Chili! Names, Substances Exotic
MARIETTA From a distance of about 100 yards, the aroma of spicy chili, slowly cooked in large pots over open fires, was unmistakable.
This wasn’t unusual chili, though. This was some of the very best, made by some of one of the best chili chefs in Oklahoma and Texas, and all competing for honors at the sixth annual Gap-N-Wall State Championship Chili Cook Off.
Chili wasn’t just chili at this occasion.
On this contest, chili was made from scratch with “any form of meat or combination of meats, chili peppers and different seasonings, and without such ingredients as beans, macaroni or fillers.”
The “meats” ranged from floor beef to pure sirloin steak, and included such exotic meats as rattlesnake and armadillo claw.
However the meats were not the one issues exotic about this chili. So have been the names.
Some are simple, with a story behind them, like “Laborious Hat Chili,” “Arduous Rock Chili,” “Lusty Labs Lick Lipping Libations,” “Diamondback Chili,” “Toot’s Curative Chili” and “Armadillo Claw Chili.”

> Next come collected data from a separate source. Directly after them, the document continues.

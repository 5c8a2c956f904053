//! Grounding verification for generated answers.

use crate::text;
use crate::types::EvidenceCandidate;
use std::collections::HashSet;

/// Terms that carry no factual claim of their own.
const NEUTRAL_TERMS: &[&str] = &["yes", "correct", "indeed", "also"];

/// Outcome of checking a draft against its evidence.
#[derive(Debug, Clone, PartialEq)]
pub struct GroundingReport {
    /// Citations that exist in the evidence set, in draft order
    pub citations: Vec<String>,

    /// Sentences whose content terms are not sufficiently covered
    pub ungrounded_sentences: Vec<String>,
}

impl GroundingReport {
    pub fn is_grounded(&self) -> bool {
        self.ungrounded_sentences.is_empty() && !self.citations.is_empty()
    }
}

/// Checks that every sentence of a draft is traceable to the evidence.
#[derive(Debug, Clone)]
pub struct GroundingVerifier {
    threshold: f64,
}

impl GroundingVerifier {
    pub fn new(threshold: f64) -> Self {
        Self { threshold }
    }

    pub fn verify(
        &self,
        answer: &str,
        citations: &[String],
        evidence: &[EvidenceCandidate],
    ) -> GroundingReport {
        let known: HashSet<String> = evidence.iter().map(|c| c.entry.citation()).collect();

        let mut seen = HashSet::new();
        let citations: Vec<String> = citations
            .iter()
            .map(|c| c.trim().to_string())
            .filter(|c| known.contains(c) && seen.insert(c.clone()))
            .collect();

        let mut vocabulary: HashSet<String> = HashSet::new();
        for candidate in evidence {
            vocabulary.extend(text::content_tokens(&candidate.entry.question_text));
            vocabulary.extend(text::content_tokens(&candidate.entry.answer_text));
        }

        let ungrounded_sentences = split_sentences(answer)
            .into_iter()
            .filter(|sentence| {
                let mut terms = text::content_tokens(sentence);
                terms.retain(|t| !NEUTRAL_TERMS.contains(&t.as_str()));
                if terms.is_empty() {
                    return false;
                }
                let covered = terms.iter().filter(|t| vocabulary.contains(*t)).count();
                (covered as f64 / terms.len() as f64) < self.threshold
            })
            .map(str::to_string)
            .collect();

        GroundingReport {
            citations,
            ungrounded_sentences,
        }
    }
}

fn split_sentences(text: &str) -> Vec<&str> {
    text.split(['.', '!', '?', ';', '\n'])
        .map(str::trim)
        .filter(|s| !s.is_empty())
        .collect()
}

Other names were extra ominous like “Blazing Saddles,” “Gag on a Spoon Chili,” “Crack of Daybreak Chili,” “Smokie Okie” and “Spoon Melt Chili.”
The chefs will only go thus far when describing how they make their chili and the components.

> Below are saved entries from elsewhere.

//! Error types for the questionnaire autofill engine.
//!
//! A single error enum covers every failure category. Only `Input` and
//! `IndexUnavailable` are allowed to abort a fill request; the engine recovers
//! from the others per question.

use thiserror::Error;

/// Unified error type for the autofill workspace.
#[derive(Error, Debug)]
pub enum AppError {
    /// Configuration-related errors
    #[error("Configuration error: {0}")]
    Config(String),

    /// I/O and filesystem errors
    #[error("I/O error: {0}")]
    Io(#[from] std::io::Error),

    /// LLM provider errors
    #[error("LLM error: {0}")]
    Llm(String),

    /// Knowledge base loading and indexing errors
    #[error("Knowledge error: {0}")]
    Knowledge(String),

    /// Prompt system errors
    #[error("Prompt error: {0}")]
    Prompt(String),

    /// Malformed questionnaire input (missing question column, no questions)
    #[error("Input error: {0}")]
    Input(String),

    /// The knowledge index has never been loaded
    #[error("Knowledge index unavailable: {0}")]
    IndexUnavailable(String),

    /// Answer synthesis failed or timed out
    #[error("Synthesis error: {0}")]
    Synthesis(String),

    /// Serialization/deserialization errors
    #[error("Serialization error: {0}")]
    Serialization(String),

    /// Generic errors
    #[error("{0}")]
    Other(String),
}

impl AppError {
    /// Whether this error must abort a whole fill request.
    pub fn is_request_fatal(&self) -> bool {
        matches!(self, AppError::Input(_) | AppError::IndexUnavailable(_))
    }
}

impl From<serde_json::Error> for AppError {
    fn from(err: serde_json::Error) -> Self {
        AppError::Serialization(err.to_string())
    }
}

impl From<serde_yaml::Error> for AppError {
    fn from(err: serde_yaml::Error) -> Self {
        AppError::Serialization(err.to_string())
    }
}

impl From<csv::Error> for AppError {
    fn from(err: csv::Error) -> Self {
        AppError::Serialization(format!("CSV: {}", err))
    }
}

/// Convenience type alias for Results with AppError.
pub type AppResult<T> = Result<T, AppError>;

As one head cook put it, “You weren’t right here when the Brink’s armored truck pulled up with my secret ingredient?”
Floyd Donwerth of Oklahoma City, head cook of “Hard Hat Chili,” said his is made from all pure elements, including top eye of spherical beef, slowly cooked for 5 or 6 hours.
Donwerth boasted that his chili “must be eaten with one you love, because it has an amazing impact on your libido.”
Doug Sandridge of Edmond, head cook of “Bare Bottom Chili,” has been cooking chili for about 9 years and has found that orange peel helps set his chili other than all of the others.
“It sweetens the chili a bit, and the judges seem to take a fancy to it,” he stated.
Toot Lengthy of Ardmore, cook for “Toot’s Curative Chili,” said one the secrets to her chili was slow cooking and then letting the chili “set for 2 or three days on a backburner.”
She claimed her chili is curative because patrons leaving Toot’s Tavern say one bowl of her chili “straightens ’em right up.”
The head cook for “Diamondback Chili,” Lini Strickland of Shawnee, mentioned his was originally often called “Diamondback Ranch Chuck Wagon Chili,” but too many stored asking him if the chili contained rattlesnake meat, so he went ahead and included snake meat and altered its title.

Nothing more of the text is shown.